Karl-Heinz Büschemann

Deutschland hat einen neuen Lieblingsfeind: Google. Bürger und Politiker schreien auf, weil der Internet-Konzern Wohnstraßen fotografiert und die Bilder ins Netz stellt. Sie fürchten um ihre Privatsphäre, wenn die Fassaden ihrer Häuser, die ohnehin jeder sieht, im World Wide Web erscheinen. Der US-Konzern, der mit seiner Internet-Suchmaschine zum Fast-Monopolisten im Netz wurde, hat auch am anderen Ende der Welt Ärger mit Politikern. Die kommunistische Regierung Chinas zwingt Google, seine Leistungen im Land einzuschränken und praktisch Zensur auszuüben. Starker Tobak für ein Unternehmen, das vom freien Zugang zu Informationen lebt.

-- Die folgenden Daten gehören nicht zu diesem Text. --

impl Shared {
    async fn send(&self, envelope: &Envelope) -> Result<(), BridgeError> {
        let frame = envelope.encode()?;
        self.outgoing
            .send(frame)
            .await
            .map_err(|_| BridgeError::ChannelClosed)
    }

    /// Route a reply to the call waiting on its correlation id.
    fn complete(&self, envelope: Envelope) {
        let Some(call) = lock(&self.pending).remove(&envelope.correlation_id) else {
            AtomicBridgeStats::bump(&self.stats.orphaned_replies);
            log::debug!(
                "[{}] Dropping reply {} on '{}' with no waiting call",
                self.config.label,
                envelope.correlation_id,
                envelope.topic
            );
            return;
        };

        AtomicBridgeStats::bump(&self.stats.replies_received);
        let reply = if envelope.endpoint() != call.endpoint {
            Err(BridgeError::TopicMismatch {
                expected: call.endpoint,
                actual: envelope.topic,
            })
        } else {
            match envelope.kind {
                MessageKind::Response => Ok(Reply::Payload(envelope.payload)),
                MessageKind::Fault => Ok(Reply::Fault(envelope.fault_message())),
                MessageKind::Unhandled => Ok(Reply::Unhandled),
                MessageKind::Request => Err(BridgeError::TopicMismatch {
                    expected: call.endpoint,
                    actual: envelope.topic,
                }),
            }
        };
        // The caller may have given up already.
        let _ = call.tx.send(reply);
    }

    /// Answer a request that found the request queue full. The reader
    /// never waits on the queue, so replies keep flowing while a slow
    /// handler runs.
    fn reject_busy(&self, request: &Envelope) {
        AtomicBridgeStats::bump(&self.stats.faults_sent);
        log::warn!(
            "[{}] Request queue full, rejecting '{}' ({})",
            self.config.label,
            request.topic,
            request.correlation_id
        );
        let fault = Envelope::fault(request.endpoint(), request.correlation_id, BUSY_MESSAGE);
        let sent = fault
            .encode()
            .map_err(BridgeError::from)
            .and_then(|frame| {
                self.outgoing
                    .try_send(frame)
                    .map_err(|_| BridgeError::ChannelClosed)
            });
        if let Err(e) = sent {
            log::error!("[{}] Could not reject '{}': {e}", self.config.label, request.topic);
        }
    }

    async fn handler(&self, endpoint: &str) -> Option<BoxedHandler> {
        self.handlers.read().await.get(endpoint).cloned()
    }
}

/// Removes the pending entry when a call finishes, times out, or is dropped.
struct PendingGuard<'a> {
    shared: &'a Shared,
    id: Uuid,
}

impl Drop for PendingGuard<'_> {
    fn drop(&mut self) {
        lock(&self.shared.pending).remove(&self.id);
    }
}

/// Single-flight slot of an exclusive endpoint.
struct InFlightSlot<'a> {
    shared: &'a Shared,
    endpoint: &'static str,
}

impl<'a> InFlightSlot<'a> {
    fn acquire(shared: &'a Shared, endpoint: &'static str) -> Result<Self, BridgeError> {
        if !lock(&shared.in_flight).insert(endpoint) {
            return Err(BridgeError::CallInFlight(endpoint));
        }
        Ok(Self { shared, endpoint })
    }
}

impl Drop for InFlightSlot<'_> {
    fn drop(&mut self) {
        lock(&self.shared.in_flight).remove(self.endpoint);
    }
}

/// One context's end of the RPC bridge. Cheap to clone.
#[derive(Clone)]
pub struct Bridge {
    shared: Arc<Shared>,
}

impl Bridge {
    /// Attach a bridge to a channel end and start its reader and server
    /// tasks. Must be called from within a Tokio runtime.
    pub fn start(end: ChannelEnd, config: BridgeConfig) -> Self {
        let (outgoing, incoming) = end.into_parts();
        let (request_tx, request_rx) = mpsc::channel(config.request_queue.max(1));

        let shared = Arc::new(Shared {
            config,
            outgoing,
            handlers: RwLock::new(HashMap::new()),
            pending: Mutex::new(HashMap::new()),
            in_flight: Mutex::new(HashSet::new()),
            stats: AtomicBridgeStats::default(),
        });

        tokio::spawn(read_loop(Arc::downgrade(&shared), incoming, request_tx));
        tokio::spawn(serve_loop(Arc::downgrade(&shared), request_rx));

        log::debug!("[{}] Bridge started", shared.config.label);
        Self { shared }
    }

    pub fn label(&self) -> &str {
        &self.shared.config.label
    }

    pub fn config(&self) -> &BridgeConfig {
        &self.shared.config
    }

    /// Register `handler` as the responder for `endpoint`, replacing any
    /// previous handler. An `Err` from the handler reaches the caller as
    /// [`BridgeError::Remote`].
    pub async fn implement<I, O, F, Fut, E>(&self, endpoint: &Endpoint<I, O>, handler: F)
    where
        I: DeserializeOwned + Send + 'static,
        O: Serialize + Send + 'static,
        F: Fn(I) -> Fut + Send + Sync + 'static,
        Fut: Future<Output = Result<O, E>> + Send + 'static,
        E: Display + Send + 'static,
    {
        let name = endpoint.name();
        let handler = Arc::new(handler);
        let boxed: BoxedHandler = Arc::new(move |payload: Vec<u8>| {
            let handler = handler.clone();
            async move {
                let input: I = decode_payload(&payload).map_err(|e| e.to_string())?;
                let output = handler(input).await.map_err(|e| e.to_string())?;
                encode_payload(&output).map_err(|e| e.to_string())
            }
            .boxed()
        });

        let replaced = self
            .shared
            .handlers
            .write()
            .await
            .insert(name.to_string(), boxed)
            .is_some();
        if replaced {
            log::warn!("[{}] Handler for '{name}' replaced", self.label());
        } else {
            log::debug!("[{}] Handler for '{name}' registered", self.label());
        }
    }

    /// Call `endpoint` with the configured default timeout.
    pub async fn call<I, O>(&self, endpoint: &Endpoint<I, O>, input: &I) -> Result<O, BridgeError>
    where
        I: Serialize,
        O: DeserializeOwned,
    {
        self.call_inner(
            endpoint,
            input,
            self.shared.config.default_timeout,
            std::future::pending(),
        )
        .await
    }

    /// Call `endpoint` with an explicit timeout (`None` waits forever).
    pub async fn call_with_timeout<I, O>(
        &self,
        endpoint: &Endpoint<I, O>,
        input: &I,
        timeout: Option<Duration>,
    ) -> Result<O, BridgeError>
    where
        I: Serialize,
        O: DeserializeOwned,
    {
        self.call_inner(endpoint, input, timeout, std::future::pending())
            .await
    }

    /// Call `endpoint`, giving up with [`BridgeError::Cancelled`] as soon
    /// as `cancel` completes. A late reply is discarded.
    pub async fn call_until<I, O, C>(
        &self,
        endpoint: &Endpoint<I, O>,
        input: &I,
        cancel: C,
    ) -> Result<O, BridgeError>
    where
        I: Serialize,
        O: DeserializeOwned,
        C: Future<Output = ()>,
    {
        self.call_inner(endpoint, input, self.shared.config.default_timeout, cancel)
            .await
    }

    async fn call_inner<I, O, C>(
        &self,
        endpoint: &Endpoint<I, O>,
        input: &I,
        timeout: Option<Duration>,
        cancel: C,
    ) -> Result<O, BridgeError>
    where
        I: Serialize,
        O: DeserializeOwned,
        C: Future<Output = ()>,
    {
        let shared = &*self.shared;
        let name = endpoint.name();
        let _slot = if endpoint.is_exclusive() {
            Some(InFlightSlot::acquire(shared, name)?)
        } else {
            None
        };

        let payload = encode_payload(input)?;
        let id = Uuid::new_v4();
        let (tx, rx) = oneshot::channel();
        lock(&shared.pending).insert(id, PendingCall { endpoint: name, tx });
        let _pending = PendingGuard { shared, id };

        // One deadline covers both the send and the reply.
        let exchange = async {
            shared.send(&Envelope::request(name, id, payload)).await?;
            AtomicBridgeStats::bump(&shared.stats.requests_sent);
            log::debug!("[{}] -> {name} ({id})", shared.config.label);
            let reply = rx.await.map_err(|_| BridgeError::ChannelClosed)??;
            Ok::<_, BridgeError>(reply)
        };

        let response = async {
            match timeout {
                Some(limit) => match tokio::time::timeout(limit, exchange).await {
                    Ok(reply) => reply,
                    Err(_) => {
                        AtomicBridgeStats::bump(&shared.stats.timeouts);
                        log::warn!(
                            "[{}] No response from '{name}' within {limit:?}",
                            shared.config.label
                        );
                        Err(BridgeError::Timeout {
                            endpoint: name,
                            timeout: limit,
                        })
                    }
                },
                None => exchange.await,
            }
        };

        let reply = tokio::select! {
            biased;
            reply = response => reply?,
            _ = cancel => {
                log::debug!("[{}] Call to '{name}' cancelled", shared.config.label);
                return Err(BridgeError::Cancelled(name));
            }
        };

        match reply {
            Reply::Payload(bytes) => Ok(decode_payload(&bytes)?),
            Reply::Fault(message) => Err(BridgeError::Remote {
                endpoint: name.to_string(),
                message,
            }),
            Reply::Unhandled => Err(BridgeError::NotImplemented(name.to_string())),
        }
    }

    /// Number of calls waiting for a reply.
    pub fn pending_calls(&self) -> usize {
        lock(&self.shared.pending).len()
    }

    pub fn stats(&self) -> BridgeStats {
        self.shared.stats.snapshot()
    }
}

Google is watching you: Doch nicht nur der aktuelle Lieblingsfeind der Deutschen erlangt eine besorgniserregende Machtposition. (Foto: AP)

Das Internet verändert Wirtschaft und Politik. Das weltweite Netz schafft Unternehmen, die erfolgreich sind und Börsenwerte erzielen, die für Konzerne herkömmlicher Branchen nie erreichbar sind. Es eröffnet den digitalen Konzernen blitzschnell den weltweiten Markt, weil die globale Expansion in Computernetzwerken technisch so einfach ist. Und es sorgt für neue Konflikte.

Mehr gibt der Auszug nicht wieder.